Amidst the palpable dislocation of Belfast’s fractured cityscape and communities, Garnett searches for common ground within the particularities of people’s lives, probing the foundations upon which allegiances to family, state, and gender identities are structured and upended. One resounding question breaks through each of the film’s fleeting scenes: What happens to people when their lives are partitioned? In this sense, Belfast serves as the most remarkable of places for Garnett to find herself searching for her estranged parent’s past. Legacies of separation, communicative disintegration, and a mismanaged historical record pervade the Northern Irish landscape, finding artistic iteration in Garnett’s singular film style. Enmeshing archival footage and photographs with staged reenactments from David’s life, contemporary talking head interviews with members of The People’s Democracy, and present-day cinéma vérité footage from the streets of Belfast, Trouble is a deeply self-reflexive interrogation of memory and the documentary process itself, always nodding wryly to their inherent constructedness and performativity.

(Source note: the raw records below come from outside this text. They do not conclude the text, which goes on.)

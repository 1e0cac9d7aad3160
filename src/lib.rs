//! # Blood Compatibility Toolkit
//!
//! Blood-type compatibility classification and stock tooling for blood banks.
//!
//! ## Features
//!
//! - Donor/recipient compatibility checks over the eight ABO/Rh types
//! - Full 8x8 compatibility matrix and per-selection tables
//! - Compatible donor search over donor registries (parallel)
//! - Blood stock accounting: bag conversion, low-stock alerts, donation expiry
//! - Registry loading from CSV and JSON files, optionally gzip-compressed
//! - Report export as CSV, TSV or JSON

pub mod compatibility;
pub mod config;
pub mod discovery;
pub mod error;
pub mod inventory;
pub mod matching;
pub mod output;
pub mod parsers;
pub mod types;

// Re-export key types
pub use compatibility::{
    accepted_donors, build_compatibility_matrix, check_compatibility, compatible_recipients,
    evaluate_pair, is_compatible, selection_table,
};
pub use config::AppConfig;
pub use discovery::RegistryDiscovery;
pub use error::{BloodBankError, Result};
pub use inventory::{Inventory, InventorySettings};
pub use matching::DonorMatcher;
pub use output::{CompatibilityReport, ReportFormat, ReportGenerator};
pub use parsers::{ParsedRegistry, RegistryParser};
pub use types::*;
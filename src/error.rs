use chrono::NaiveDate;
use thiserror::Error;

use crate::types::BloodType;

#[derive(Error, Debug)]
pub enum BloodBankError {
    #[error("Invalid blood type: {0}")]
    InvalidBloodType(String),

    #[error("Invalid donation quantity: {0} ml")]
    InvalidQuantity(f64),

    #[error("Donation {0} is not available")]
    DonationUnavailable(u64),

    #[error("Donation {id} has {quantity_ml} ml, below the volume of a single bag")]
    InsufficientVolume { id: u64, quantity_ml: f64 },

    #[error("Not enough {blood_type} stock: requested {requested} bags, {available} available")]
    InsufficientStock {
        blood_type: BloodType,
        requested: u32,
        available: u32,
    },

    #[error("{blood_type} stock cannot hold {bags} more bag(s)")]
    StockOverflow { blood_type: BloodType, bags: f64 },

    #[error("Donation {id} donated on {donated_on} has no representable validity date")]
    ValidityOutOfRange { id: u64, donated_on: NaiveDate },

    #[error("Donation {donation_id} references unknown donor {donor_id}")]
    UnknownDonor { donation_id: u64, donor_id: u64 },

    #[error("No donor with document {0}")]
    DocumentNotFound(String),

    #[error("Unrecognized registry file: {0}")]
    UnrecognizedRegistry(String),

    #[error("IO error: {0}")]
    Io(#[from] std::io::Error),

    #[error("CSV processing error: {0}")]
    Csv(#[from] csv::Error),

    #[error("JSON error: {0}")]
    Json(#[from] serde_json::Error),

    #[error("Configuration error: {0}")]
    Config(#[from] toml::de::Error),

    #[error("Invalid configuration: {message}")]
    InvalidConfig { message: String },
}

pub type Result<T> = std::result::Result<T, BloodBankError>;
use serde::Deserialize;
use std::path::Path;

use crate::error::Result;
use crate::parsers::{open_file, ParsedRegistry, RegistryDataParser};
use crate::types::*;

#[derive(Debug, Deserialize)]
struct RegistrySnapshot {
    #[serde(default)]
    donors: Vec<Donor>,
    #[serde(default)]
    donations: Vec<Donation>,
}

/// JSON parser for registry snapshots: `{ "donors": [...], "donations": [...] }`
pub struct JsonRegistryParser;

impl JsonRegistryParser {
    pub fn new() -> Self {
        Self
    }

    pub fn parse(&self, path: &Path) -> Result<ParsedRegistry> {
        let reader = open_file(path)?;
        let snapshot: RegistrySnapshot = serde_json::from_reader(reader)?;

        Ok(ParsedRegistry {
            source: path.to_string_lossy().to_string(),
            donors: snapshot.donors,
            donations: snapshot.donations,
        })
    }
}

impl Default for JsonRegistryParser {
    fn default() -> Self {
        Self::new()
    }
}

impl RegistryDataParser for JsonRegistryParser {
    fn parse(&self, path: &Path) -> Result<ParsedRegistry> {
        self.parse(path)
    }
}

Garnett’s outsider presence draws warm attention from strangers on the streets of Belfast—twice she is offered beer from people standing in their front yards, who perform humorously for the camera. At a bonfire marking the contentious 12th of July celebrations, Garnett watches as a man gathers young children around to play a game of ‘throw a penny’ against the monstrous backdrop of thousands of wooden slats waiting to be set alight. He remarks on her Los Angeles accent and tells her he has just returned from a holiday in Florida with his family. Garnett’s presence incites an intriguing openness in her different subjects and points continuously to the tragedy of sectarianism’s lasting hold upon a society whose humanity is never difficult to find. Garnett’s present-day experience of Belfast’s peculiar atmosphere reflects David’s own memories of his childhood experiences there. He recounts the poverty of his upbringing in the fifties and how his adopted mother would give bread and clothes to the Catholic families in their adjacent neighborhood, despite his own family’s destitution and the inviolable fault lines of sectarianism. As a stranger to Belfast, Garnett is able to wander across the city’s bifurcated borders, touching briefly on each of its hearts where both horror and humanity sit side by side.
Trouble has emerged at a particularly critical point for Northern Ireland, where violent sectarian tensions have been reinvigorated with the uncertainty spawned by Brexit. What Garnett’s film contributes is an acceptance of profound complexity in the face of belligerent binaries, offering testimony to the fact that binaries of any kind result in the destitution of ideas and of the means of thinking beyond the fixity of our largely unchosen circumstances. Garnett’s capacity to index the multiplicity of humanity and history, both personal and political, generates its own form of resistance and offers space for people to reimagine their prescribed identities. Within this, Garnett has drawn a deeply empathetic, resolutely unsentimental portrait of her father, a gesture that, in its quiet generosity and care, feels practically parental.